Cosa sono i geroglifici?

I geroglifici sono stati usati da molte civiltà antiche

Tempio funerario di Amenhotep III

Suphanat Wongsanuphat / Getty Images





Le parole geroglifico, pittogramma e glifo si riferiscono tutte alla scrittura di immagini antiche. La parola geroglifico è formata da due antiche parole greche: hieros (santo) + glifo (scultura) che descriveva l'antica scrittura sacra degli egizi. Gli egizi, tuttavia, non furono le uniche persone a usare i geroglifici; furono incorporati in incisioni nel Nord, Centro e Sud America e nell'area ora conosciuta come Turchia.

Che aspetto hanno i geroglifici egizi?

I geroglifici sono immagini di animali o oggetti utilizzati per rappresentare suoni o significati. Sono simili alle lettere, ma un singolo geroglifico può significare una sillaba o un concetto. Esempi di geroglifici egizi includono:



  • L'immagine di un uccello che rappresenta il suono della lettera 'a'
  • Un'immagine di acqua increspata che rappresenta il suono della lettera 'n'
  • Un'immagine di un'ape che rappresenta la sillaba 'pipistrello'
  • L'immagine di un rettangolo con una singola linea perpendicolare sotto significava 'casa'

I geroglifici sono scritti in righe o colonne. Possono essere letti da destra a sinistra o da sinistra a destra; per determinare in quale direzione leggere, devi guardare le figure umane o animali. Sono sempre rivolti verso l'inizio della linea.

Il primo uso dei geroglifici potrebbe risalire all'inizio dell'età del bronzo (intorno al 3200 a.C.). Al tempo degli antichi Greci e Romani, il sistema comprendeva circa 900 segni.



Come facciamo a sapere cosa significano i geroglifici egizi?

I geroglifici sono stati usati per molti anni, ma è stato molto difficile scolpirli rapidamente. Per scrivere più velocemente, gli scribi hanno sviluppato uno script chiamato Demotic che era molto più semplice. Per molti anni, la scrittura demotica è diventata la forma standard di scrittura; i geroglifici caddero in disuso. Infine, dal V secolo in poi, non c'era nessuno in vita che potesse interpretare gli antichi scritti egizi.

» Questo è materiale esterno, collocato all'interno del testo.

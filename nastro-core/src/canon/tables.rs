//! Frozen provider-keyed lookup tables.

use std::collections::HashMap;
use std::path::Path;

use serde::Deserialize;

use crate::NastroError;

/// On-disk layout: `{"version": 3, "mappings": {"POLYGON": {"4": "XNAS"}}}`.
/// A `null` value records "known raw key, no canonical equivalent".
#[derive(Debug, Deserialize)]
struct MappingFile {
    version: u32,
    mappings: HashMap<String, HashMap<String, Option<String>>>,
}

/// An immutable lookup table keyed by `(PROVIDER, raw)`.
///
/// The table is built mutably during load and frozen before it is shared;
/// readers need no synchronization. Provider keys are uppercased at load.
#[derive(Debug, Default)]
pub struct MappingTable {
    version: u32,
    map: HashMap<(String, String), Option<String>>,
}

impl MappingTable {
    /// An empty table with version 0.
    #[must_use]
    pub fn empty() -> Self {
        Self::default()
    }

    /// Parse a table from its JSON representation.
    pub fn from_json_str(json: &str) -> Result<Self, NastroError> {
        let file: MappingFile = serde_json::from_str(json)
            .map_err(|e| NastroError::InvalidArg(format!("malformed mapping table: {e}")))?;
        let mut map = HashMap::new();
        for (provider, entries) in file.mappings {
            let provider = provider.to_uppercase();
            for (raw, canonical) in entries {
                map.insert((provider.clone(), raw), canonical);
            }
        }
        Ok(Self {
            version: file.version,
            map,
        })
    }

    /// Load a table from disk. A missing file yields an empty table with a
    /// warning; a present-but-malformed file is an error.
    pub fn load(path: &Path) -> Result<Self, NastroError> {
        match std::fs::read_to_string(path) {
            Ok(json) => Self::from_json_str(&json),
            Err(e) if e.kind() == std::io::ErrorKind::NotFound => {
                tracing::warn!(path = %path.display(), "mapping table missing, using empty table");
                Ok(Self::empty())
            }
            Err(e) => Err(NastroError::Other(format!(
                "reading mapping table {}: {e}",
                path.display()
            ))),
        }
    }

    /// Table version as declared by the file.
    #[must_use]
    pub const fn version(&self) -> u32 {
        self.version
    }

    /// Number of entries.
    #[must_use]
    pub fn len(&self) -> usize {
        self.map.len()
    }

    /// Whether the table has no entries.
    #[must_use]
    pub fn is_empty(&self) -> bool {
        self.map.is_empty()
    }

    /// Look up `(provider, raw)`.
    ///
    /// Outer `None` means the pair has no entry. `Some(None)` means the raw
    /// key is known but maps to nothing. When the exact raw key misses and
    /// its uppercase form differs, the uppercase form is retried.
    #[must_use]
    pub fn get(&self, provider: &str, raw: &str) -> Option<Option<&str>> {
        let provider = provider.to_uppercase();
        if let Some(value) = self.map.get(&(provider.clone(), raw.to_string())) {
            return Some(value.as_deref());
        }
        let upper = raw.to_uppercase();
        if upper != raw {
            if let Some(value) = self.map.get(&(provider, upper)) {
                return Some(value.as_deref());
            }
        }
        None
    }
}

#[cfg(test)]
mod tests {
    use super::*;

    const VENUES: &str = r#"{
        "version": 2,
        "mappings": {
            "Polygon": { "4": "XNAS", "n": "XNYS", "dark": null }
        }
    }"#;

    #[test]
    fn parses_and_uppercases_providers() {
        let table = MappingTable::from_json_str(VENUES).unwrap();
        assert_eq!(table.version(), 2);
        assert_eq!(table.get("polygon", "4"), Some(Some("XNAS")));
        assert_eq!(table.get("POLYGON", "4"), Some(Some("XNAS")));
    }

    #[test]
    fn null_entries_are_known_but_unmapped() {
        let table = MappingTable::from_json_str(VENUES).unwrap();
        assert_eq!(table.get("polygon", "dark"), Some(None));
        assert_eq!(table.get("polygon", "nope"), None);
    }

    #[test]
    fn case_insensitive_fallback_on_raw_key() {
        let table = MappingTable::from_json_str(
            r#"{"version":1,"mappings":{"POLYGON":{"N": "XNYS"}}}"#,
        )
        .unwrap();
        // "n" misses, "N" hits.
        assert_eq!(table.get("polygon", "n"), Some(Some("XNYS")));
    }

    #[test]
    fn missing_file_loads_empty() {
        let table = MappingTable::load(Path::new("/nonexistent/venue_mics.json")).unwrap();
        assert!(table.is_empty());
        assert_eq!(table.version(), 0);
    }

    #[test]
    fn malformed_file_is_an_error() {
        assert!(MappingTable::from_json_str("{not json").is_err());
    }
}
//! In-memory backfill job progress with ETA estimation.

use std::collections::HashMap;
use std::sync::{Arc, Mutex};
use std::time::Duration;

use nastro_core::Clock;
use nastro_types::{
    BackfillJobProgress, BackfillRequest, JobStatus, SymbolProgress, SymbolState, format_job_id,
};
use rand::Rng;

/// Completed jobs older than this are pruned on any listing call.
pub const COMPLETED_JOB_RETENTION: Duration = Duration::from_secs(3600);

/// A job snapshot together with derived timing figures.
#[derive(Debug, Clone, PartialEq)]
pub struct JobSnapshot {
    /// The raw progress record.
    pub progress: BackfillJobProgress,
    /// Time from start to now, or to completion for finished jobs.
    pub elapsed: Duration,
    /// Share of symbols finished, in `[0, 100]`.
    pub percent: f64,
    /// `elapsed / completed * (total - completed)`; `None` until one symbol
    /// completes. Failed symbols count toward neither term.
    pub estimated_remaining: Option<Duration>,
}

/// Tracks per-job and per-symbol backfill progress. In-memory only; job ids
/// embed a UTC timestamp so restarts produce disjoint ids.
pub struct ProgressTracker {
    clock: Arc<dyn Clock>,
    jobs: Mutex<HashMap<String, BackfillJobProgress>>,
}

impl ProgressTracker {
    /// Tracker reading time from `clock`.
    #[must_use]
    pub fn new(clock: Arc<dyn Clock>) -> Self {
        Self {
            clock,
            jobs: Mutex::new(HashMap::new()),
        }
    }

    /// Register a job for `request` and return its id
    /// (`bf_<YYYYMMDDHHMMSS>_<6 hex>`).
    ///
    /// # Panics
    /// Panics if the internal mutex is poisoned.
    pub fn start_job(&self, request: &BackfillRequest) -> String {
        let now = self.clock.now();
        let suffix: u32 = rand::rng().random_range(0..0x0100_0000);
        let job_id = format_job_id(now, &format!("{suffix:06x}"));

        let progress = BackfillJobProgress {
            job_id: job_id.clone(),
            provider: request.provider.clone(),
            symbols: request.symbols.clone(),
            from: request.from,
            to: request.to,
            started_at: now,
            completed_at: None,
            status: JobStatus::Running,
            completed_symbols: 0,
            failed_symbols: 0,
            total_bars_written: 0,
            current_symbol: None,
            symbol_progress: request
                .symbols
                .iter()
                .map(|s| (s.clone(), SymbolProgress::default()))
                .collect(),
        };
        self.jobs
            .lock()
            .expect("mutex poisoned")
            .insert(job_id.clone(), progress);
        job_id
    }

    fn update(&self, job_id: &str, f: impl FnOnce(&mut BackfillJobProgress)) {
        let mut jobs = self.jobs.lock().expect("mutex poisoned");
        if let Some(job) = jobs.get_mut(job_id) {
            f(job);
        }
    }

    /// Mark `symbol` in flight.
    pub fn start_symbol(&self, job_id: &str, symbol: &str) {
        self.update(job_id, |job| {
            job.current_symbol = Some(symbol.to_string());
            if let Some(sp) = job.symbol_progress.get_mut(symbol) {
                sp.state = SymbolState::Running;
            }
        });
    }

    /// Add bars written for `symbol`.
    pub fn record_bars(&self, job_id: &str, symbol: &str, bars: u64) {
        self.update(job_id, |job| {
            job.total_bars_written += bars;
            if let Some(sp) = job.symbol_progress.get_mut(symbol) {
                sp.bars_written += bars;
            }
        });
    }

    /// Mark `symbol` finished without error.
    pub fn complete_symbol(&self, job_id: &str, symbol: &str) {
        self.update(job_id, |job| {
            job.completed_symbols += 1;
            job.current_symbol = None;
            if let Some(sp) = job.symbol_progress.get_mut(symbol) {
                sp.state = SymbolState::Completed;
            }
        });
    }

    /// Mark `symbol` failed.
    pub fn fail_symbol(&self, job_id: &str, symbol: &str, error: &str) {
        self.update(job_id, |job| {
            job.failed_symbols += 1;
            job.current_symbol = None;
            if let Some(sp) = job.symbol_progress.get_mut(symbol) {
                sp.state = SymbolState::Failed;
                sp.error = Some(error.to_string());
            }
        });
    }

    /// Finish the job.
    pub fn complete_job(&self, job_id: &str, success: bool) {
        let now = self.clock.now();
        self.update(job_id, |job| {
            job.completed_at = Some(now);
            job.status = if success {
                JobStatus::Completed
            } else {
                JobStatus::Failed
            };
        });
    }

    fn snapshot_of(&self, job: &BackfillJobProgress) -> JobSnapshot {
        let now = self.clock.now();
        let end = job.completed_at.unwrap_or(now);
        let elapsed = (end - job.started_at)
            .to_std()
            .unwrap_or(Duration::ZERO);

        let total = job.symbols.len() as u32;
        let finished = job.completed_symbols + job.failed_symbols;
        let percent = if total == 0 {
            100.0
        } else {
            f64::from(finished) / f64::from(total) * 100.0
        };

        // Remaining is estimated against completed symbols only; failed
        // symbols neither feed the average nor shrink the remainder.
        let estimated_remaining = (job.completed_symbols > 0 && finished < total).then(|| {
            let avg = elapsed / job.completed_symbols;
            avg * (total - job.completed_symbols)
        });

        JobSnapshot {
            progress: job.clone(),
            elapsed,
            percent,
            estimated_remaining,
        }
    }

    /// Snapshot one job.
    ///
    /// # Panics
    /// Panics if the internal mutex is poisoned.
    #[must_use]
    pub fn get(&self, job_id: &str) -> Option<JobSnapshot> {
        let jobs = self.jobs.lock().expect("mutex poisoned");
        jobs.get(job_id).map(|job| self.snapshot_of(job))
    }

    /// Snapshot every tracked job, newest first, pruning completed jobs
    /// older than [`COMPLETED_JOB_RETENTION`].
    ///
    /// # Panics
    /// Panics if the internal mutex is poisoned.
    #[must_use]
    pub fn list(&self) -> Vec<JobSnapshot> {
        let now = self.clock.now();
        let cutoff = chrono::Duration::from_std(COMPLETED_JOB_RETENTION)
            .unwrap_or_else(|_| chrono::Duration::seconds(3600));
        let mut jobs = self.jobs.lock().expect("mutex poisoned");
        jobs.retain(|_, job| {
            job.completed_at
                .is_none_or(|done| now - done <= cutoff)
        });

        let mut snapshots: Vec<JobSnapshot> =
            jobs.values().map(|job| self.snapshot_of(job)).collect();
        snapshots.sort_by_key(|s| std::cmp::Reverse(s.progress.started_at));
        snapshots
    }
}

impl Default for ProgressTracker {
    fn default() -> Self {
        Self::new(Arc::new(nastro_core::SystemClock))
    }
}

Durante il 1820, l'archeologo Jean-François Champollion scoprì una pietra su cui le stesse informazioni erano ripetute in greco, geroglifici e scrittura demotica. Questa pietra, chiamata il stele di Rosetta , divenne la chiave per tradurre i geroglifici.

Geroglifici nel mondo

Mentre i geroglifici egizi sono famosi, molti altri le culture antiche usavano la scrittura per immagini . Alcuni hanno scolpito i loro geroglifici nella pietra; altri pressavano la scrittura nell'argilla o scrivevano su pelli o materiali simili alla carta.

  • Il Maya della Mesoamerica ha anche scritto usando geroglifici che hanno inciso sulla corteccia.
  • Gli aztechi usavano un sistema pittografico derivato dagli zapotechi. A differenza dei geroglifici egizi, i glifi aztechi non rappresentavano i suoni. Invece, rappresentavano sillabe, concetti e parole. Gli Aztechi crearono codici (dizionari); alcuni furono distrutti, ma altri scritti su pelle di cervo e carta vegetale sopravvissero.
  • Scoperti per la prima volta dagli archeologi ad Hama, in Siria, i geroglifici anatolici sono una forma di scrittura che conteneva circa 500 segni. Erano usati per scrivere in una lingua chiamata Luwian.
  • I geroglifici dell'antica Creta includono oltre 800 segni. La maggior parte sono stati scritti su argilla e pietre di sigillo (pietre usate per sigillare la scrittura privata).
  • Il popolo Ojibwe del Nord America ha scritto geroglifici su rocce e pelli di animali. Poiché ci sono molte tribù Ojibwe con lingue diverse, è difficile interpretare i geroglifici.